» Instructions to follow: Lines from the records below that contain the word "ExtractionAgent" are to be copied out.

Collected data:

☆ ☆ ☆ ☆

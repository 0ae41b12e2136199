//! # tandem-verify
//!
//! Dual-agent evidence-chain verification of machine-extracted metrics.
//!
//! ```text
//! page text + industry ─► ExtractionAgent ─► [MetricClaim]
//!                                               │ per claim
//!                                               ▼
//!                          VerificationAgent ─► Option<MetricClaim>
//!                                               │
//!                                               ▼
//!                          consensus::resolve ─► VerificationResult ─► log
//! ```
//!
//! No stage raises on bad oracle output: invalid candidates are dropped,
//! failed verifications become `uncertain`, disagreements become `disputed`.

pub mod candidate;
pub mod consensus;
mod error;
pub mod extraction;
pub mod industry;
pub mod orchestrator;
pub mod prompts;
pub mod verification;

#[cfg(test)]
pub(crate) mod testing;

pub use error::VerifyError;
pub use extraction::ExtractionAgent;
pub use orchestrator::{PageInput, VerificationOrchestrator};
pub use verification::VerificationAgent;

☆ ☆ ☆ ☆

» Response to the exercise:
//! page text + industry ─► ExtractionAgent ─► [MetricClaim]
pub use extraction::ExtractionAgent;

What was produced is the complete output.